Disclaimer This narrative reflects one user’s specific experience and observations. Although there are public reports of app instability and service delays with Dart, this account is original and not copied from any existing online content. It does not represent Dart or its staff and interpretations of the experience are based solely on the author’s perspective.
When “On-Demand” Isn’t Quite On Time 🚗⏳
A reflection on reliability, expectations, and two very long afternoons.
I’ve been a Dart rider since their early days in 2016, back when the service had only 10 drivers navigating Brunei. Back then, rides were simple, personal and predictably a wait. Fast forward to February 2026, despite a much larger fleet and expanded platform, repeated app failures and long dispatch waits remind me that scale doesn’t always guarantee consistency.
Between February 16-18, 2026, I experienced two similar booking delays using Dart in the mid-afternoon window (around 3:00-4:30 PM).
Once is an anomaly.
Twice within 48 hours - at roughly the same time slot - suggests something more structural.
📍 What Happened
February 16, 2026
🕒 3:00 PM - Began booking attempts via the app
🕒 3:54 PM - Switched to WhatsApp after repeated failures
🕓 4:14 PM - Asked to wait 16–30 more minutes
🕓 4:10 PM - Realised my 4:30 PM appointment was no longer realistic
🕓 4:23 PM - Driver finally secured
Total time: 83 minutes from first attempt to dispatch.
February 18, 2026
🕒 3:00 PM - Began booking
🕒 3:25 PM - Sent manual pickup details for 3:45 PM
🕒 3:50 PM - No update until I prompted support
Different day. Same rhythm.
Two incidents within the same peak window point more toward capacity strain or system instability than coincidence.
👤 The Who
A long-time rider navigating a system that has grown immensely over 10 years.

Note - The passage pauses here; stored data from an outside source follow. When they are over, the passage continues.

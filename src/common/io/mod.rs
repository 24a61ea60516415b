mod geojson;

pub use geojson::*;
use std::path::PathBuf;

/// Hexagon population CLI (argument schema only)
#[derive(clap::Parser, Debug)]
#[command(name = "hexpop", version, about, propagate_version = true)]
pub struct Cli {
    /// Increase output verbosity (-v, -vv)
    #[arg(short, long, action = clap::ArgAction::Count, global = true)]
    pub verbose: u8,

    /// JSON options file; flags given on the command line take precedence
    #[arg(short, long, global = true, value_hint = clap::ValueHint::FilePath)]
    pub config: Option<PathBuf>,

    #[command(subcommand)]
    pub command: Commands,
}

#[derive(clap::Subcommand, Debug)]
pub enum Commands {
    /// List the hexagons covering a set of regions
    Cover(CoverArgs),

    /// Redistribute region counts onto hexagons and score them
    Distribute(DistributeArgs),
}

/// Flags shared by every command that reads regions.
#[derive(clap::Args, Debug)]
pub struct RegionArgs {
    /// Input GeoJSON FeatureCollection of regions
    #[arg(value_hint = clap::ValueHint::FilePath)]
    pub regions: PathBuf,

    /// Feature property holding the region id, e.g. GEOID
    #[arg(long)]
    pub id_property: Option<String>,

    /// H3 resolution (1-15)
    #[arg(short, long)]
    pub resolution: Option<u8>,

    /// Comma-separated attribute names to redistribute
    #[arg(short, long, value_delimiter = ',')]
    pub attributes: Option<Vec<String>>,
}

#[derive(clap::Args, Debug)]
pub struct CoverArgs {
    #[command(flatten)]
    pub input: RegionArgs,

    /// Output file with one cell id per line, defaults to stdout
    #[arg(short, long, value_hint = clap::ValueHint::FilePath)]
    pub output: Option<PathBuf>,
}

#[derive(clap::Args, Debug)]
pub struct DistributeArgs {
    #[command(flatten)]
    pub input: RegionArgs,

    /// Scoring method: density, normalized or percentile
    #[arg(short, long)]
    pub method: Option<String>,

    /// Output GeoJSON of scored cells, defaults to "./cells.geojson"
    #[arg(short, long, value_hint = clap::ValueHint::FilePath)]
    pub output: Option<PathBuf>,

    /// Tile regions and compute their allocations on one thread
    #[arg(long)]
    pub sequential: bool,
}
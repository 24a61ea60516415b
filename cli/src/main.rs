mod cli;
mod commands;

use cli::{Cli, Commands};
use commands::{cover, distribute};

pub fn run() -> anyhow::Result<()> {
    use clap::Parser;

    let cli = Cli::parse();
    match &cli.command {
        Commands::Cover(args) => cover::run(&cli, args),
        Commands::Distribute(args) => distribute::run(&cli, args),
    }
}

fn main() -> anyhow::Result<()> { run() }
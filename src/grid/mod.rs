mod cell;
mod layer;
mod tiling;

pub use cell::{Cell, CellId};
pub use layer::{AttributeMatrix, CellLayer};
pub use tiling::{generate_coverage, Coverage};

pub(crate) use cell::resolution;
pub(crate) use tiling::cover_regions;
mod bbox;

use geo::{BoundingRect, MultiPolygon};
use rstar::{RTree, AABB};

use bbox::BoundingBox;
use crate::grid::{Cell, CellId};

/// R-tree over cell bounding boxes, built once per tiling.
///
/// Queries return a superset of the cells that truly intersect a polygon:
/// bounding-box hits that miss the geometry are left for the caller to
/// discard with an exact intersection, but no intersecting cell is ever missed.
#[derive(Debug, Clone)]
pub struct SpatialIndex {
    rtree: RTree<BoundingBox>,
    len: usize,
}

impl SpatialIndex {
    /// Bulk-load the index from cells; positions refer to the order of `cells`.
    /// Cells unwrapped across the antimeridian are entered once per footprint.
    pub fn build(cells: &[Cell]) -> Self {
        Self {
            rtree: RTree::bulk_load(
                cells.iter().enumerate()
                    .flat_map(|(i, cell)| {
                        cell.footprints()
                            .filter_map(|footprint| footprint.bounding_rect())
                            .map(move |rect| BoundingBox::new(i, cell.id(), rect))
                    })
                    .collect()
            ),
            len: cells.len(),
        }
    }

    /// Number of cells the index was built from.
    #[inline] pub fn len(&self) -> usize { self.len }

    #[inline] pub fn is_empty(&self) -> bool { self.len == 0 }

    /// Positions of candidate cells whose bounding box meets any part of `polygon`.
    /// Sorted and free of duplicates.
    pub fn query(&self, polygon: &MultiPolygon<f64>) -> Vec<usize> {
        let mut hits: Vec<usize> = polygon.0.iter()
            .filter_map(|part| part.bounding_rect())
            .flat_map(|rect| {
                let envelope = AABB::from_corners(rect.min().into(), rect.max().into());
                self.rtree.locate_in_envelope_intersecting(&envelope).map(|bb| bb.idx())
            })
            .collect();
        hits.sort_unstable();
        hits.dedup();
        hits
    }

    /// Ids of candidate cells for `polygon`.
    pub fn candidates(&self, polygon: &MultiPolygon<f64>) -> Vec<CellId> {
        let mut ids: Vec<CellId> = polygon.0.iter()
            .filter_map(|part| part.bounding_rect())
            .flat_map(|rect| {
                let envelope = AABB::from_corners(rect.min().into(), rect.max().into());
                self.rtree.locate_in_envelope_intersecting(&envelope).map(|bb| bb.id())
            })
            .collect();
        ids.sort_unstable();
        ids.dedup();
        ids
    }
}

Support staff who were polite and professional.
Drivers likely stretched during peak-hour demand.
This isn’t about individuals.
It’s about system reliability.
🛠 How the Process Shifted
When the app didn’t function reliably, the fallback became manual booking via WhatsApp.
That meant:
- Reconfirming payment details
- Verifying email addresses
- Waiting for driver availability
- Prompting for updates
Even with existing Dart credits, the flow was not seamless.
It felt like ordering through a “one-click” checkout… only to be handed a clipboard midway through. 📝😅
Workarounds are fine when rare.
They’re concerning when routine.
📊 The Expectation Gap
Ride-hailing operates on immediacy.
Typical expectation: 5-15 minutes dispatch.

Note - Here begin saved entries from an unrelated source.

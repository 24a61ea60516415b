use ahash::AHashMap;
use ndarray::{Array1, Array2, ArrayView1, Axis};

use crate::error::Error;
use crate::grid::{Cell, CellId};

/// Per-cell attribute amounts stored as a dense (cells, attributes) matrix.
#[derive(Clone, Debug)]
pub struct AttributeMatrix {
    names: Vec<String>,
    series: AHashMap<String, usize>, // name -> column
    values: Array2<f64>, // (n, k)
}

impl AttributeMatrix {
    fn new(num_rows: usize, names: Vec<String>) -> Self {
        let series = names.iter().enumerate()
            .map(|(col, name)| (name.clone(), col))
            .collect();
        Self { values: Array2::<f64>::zeros((num_rows, names.len())), names, series }
    }

    #[inline] pub fn names(&self) -> &[String] { &self.names }

    #[inline] pub fn column(&self, name: &str) -> Option<usize> { self.series.get(name).copied() }

    #[inline] pub fn values(&self) -> &Array2<f64> { &self.values }

    #[inline] pub fn row(&self, row: usize) -> ArrayView1<'_, f64> { self.values.row(row) }
}

/// The tiling cells of one run, keyed by `CellId`, with their attribute accumulators.
///
/// Accumulators start at zero and only grow through `accumulate`; call `reset`
/// before distributing the same regions again.
#[derive(Clone, Debug)]
pub struct CellLayer {
    cells: Vec<Cell>,
    index: AHashMap<CellId, u32>, // Map between cell ids and contiguous indices.
    amounts: AttributeMatrix,
}

impl CellLayer {
    /// Construct a layer from cells and the attribute names to accumulate.
    /// Duplicate attribute names are collapsed, keeping the first occurrence.
    pub fn new(cells: Vec<Cell>, attributes: &[String]) -> Result<Self, Error> {
        if attributes.is_empty() {
            return Err(Error::invalid("attribute set is empty"))
        }

        let mut names: Vec<String> = Vec::with_capacity(attributes.len());
        for name in attributes {
            if !names.contains(name) { names.push(name.clone()) }
        }

        let mut index = AHashMap::with_capacity(cells.len());
        for (i, cell) in cells.iter().enumerate() {
            if index.insert(cell.id(), i as u32).is_some() {
                return Err(Error::invalid(format!("duplicate cell {}", cell.id())))
            }
        }

        Ok(Self { amounts: AttributeMatrix::new(cells.len(), names), cells, index })
    }

    /// Construct a layer with H3 footprints for the given ids.
    /// Cells are ordered by id so the layer is identical across runs.
    pub fn from_ids(ids: impl IntoIterator<Item = CellId>, attributes: &[String]) -> Result<Self, Error> {
        let mut ids: Vec<CellId> = ids.into_iter().collect();
        ids.sort_unstable();
        ids.dedup();
        Self::new(ids.into_iter().map(Cell::from_id).collect(), attributes)
    }

    #[inline] pub fn len(&self) -> usize { self.cells.len() }

    #[inline] pub fn is_empty(&self) -> bool { self.cells.is_empty() }

    #[inline] pub fn cells(&self) -> &[Cell] { &self.cells }

    #[inline] pub fn attributes(&self) -> &[String] { self.amounts.names() }

    #[inline] pub fn amounts(&self) -> &AttributeMatrix { &self.amounts }

    /// Contiguous index of a cell id.
    #[inline]
    pub fn position(&self, id: CellId) -> Option<usize> {
        self.index.get(&id).map(|&i| i as usize)
    }

    #[inline]
    pub fn get(&self, id: CellId) -> Option<&Cell> {
        self.position(id).map(|i| &self.cells[i])
    }

    /// Accumulated amount of `attribute` in cell `id`.
    pub fn amount(&self, id: CellId, attribute: &str) -> Option<f64> {
        let row = self.position(id)?;
        let col = self.amounts.column(attribute)?;
        Some(self.amounts.values[[row, col]])
    }

    /// Sum of all attributes for each cell, in layer order.
    pub fn totals(&self) -> Vec<f64> {
        self.amounts.values.sum_axis(Axis(1)).to_vec()
    }

    /// Sum of each attribute over all cells, in attribute order.
    pub fn attribute_totals(&self) -> Vec<f64> {
        self.amounts.values.sum_axis(Axis(0)).to_vec()
    }

    /// Zero every accumulator.
    pub fn reset(&mut self) {
        self.amounts.values.fill(0.0);
    }

    /// Add `weight * values` to the accumulators of the cell at `row`.
    #[inline]
    pub(crate) fn accumulate(&mut self, row: usize, weight: f64, values: &Array1<f64>) {
        self.amounts.values.row_mut(row).scaled_add(weight, values);
    }
}
use anyhow::Result;
use hexpop::{read_regions_from_geojson, write_scores_to_geojson, HexMap};

pub fn run(cli: &crate::cli::Cli, args: &crate::cli::DistributeArgs) -> Result<()> {
    let mut options = super::options(cli, &args.input)?;
    if let Some(method) = &args.method { options.method = method.parse()? }
    if args.sequential { options.parallel = false }
    let out_path = &args.output.clone().unwrap_or("./cells.geojson".into());

    println!("[distribute] loading regions from {}", args.input.regions.display());
    let regions = read_regions_from_geojson(&args.input.regions, args.input.id_property.as_deref())?;

    println!("[distribute] tiling {} regions at resolution {}", regions.len(), options.resolution);
    let map = HexMap::build(&regions, options)?;
    for skipped in map.coverage_skipped() {
        eprintln!("[distribute] skipped {skipped}");
    }
    println!("[distribute] {}", map.report());

    if map.options().smooth {
        eprintln!("[distribute] smoothing needs an external smoother; writing unsmoothed scores");
    }
    let evaluation = map.evaluate(map.options().method, None)?;

    println!("[distribute] writing {} scored cells to {}", evaluation.scores.len(), out_path.display());
    write_scores_to_geojson(out_path, &evaluation.scores)?;

    println!("{}", evaluation.summary);
    Ok(())
}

Observed experience: 60-83 minutes.
An 83-minute dispatch window represents a several-hundred-percent deviation from standard on-demand norms.
Politeness was present.
Predictability was not.
“Waiting for driver availability” is understandable.
Not knowing whether that wait is five minutes or fifty - and having to ask each time - is where friction accumulates.
Silence stretches longer than delay.
🌍 Why It Matters Beyond One User
For some, ride-hailing is convenience.
For others, it’s essential infrastructure.
Students heading home.
Medical appointments.
Work commitments.
Passengers without alternative transport.
When reliability dips, users begin building contingency buffers into their schedules.
Once people start allocating an extra hour “just in case,” the service has shifted from convenience to risk management.
That shift is subtle - but significant.
🎭 A Brief Moment of Irony
There’s something uniquely humbling about being told at 4:14 PM to wait another 16–30 minutes… when at 4:10 PM you’ve already recalculated your entire afternoon.
Time travel would have helped.
Unfortunately, that feature hasn’t been rolled out yet. ⏳🚀
🧭 The Larger Reflection
If manual chat becomes the primary pathway because the app struggles, the platform quietly changes form. It becomes less “on-demand mobility” and more “managed transport queue.”
That distinction matters.
Convenience builds adoption.
Predictability builds trust.
And trust is harder to rebuild than to maintain.
Dart fills an important transport gap. When it works, it works well.
The hope is simple: stabilise the app, strengthen peak-hour capacity and reduce the need for manual intervention.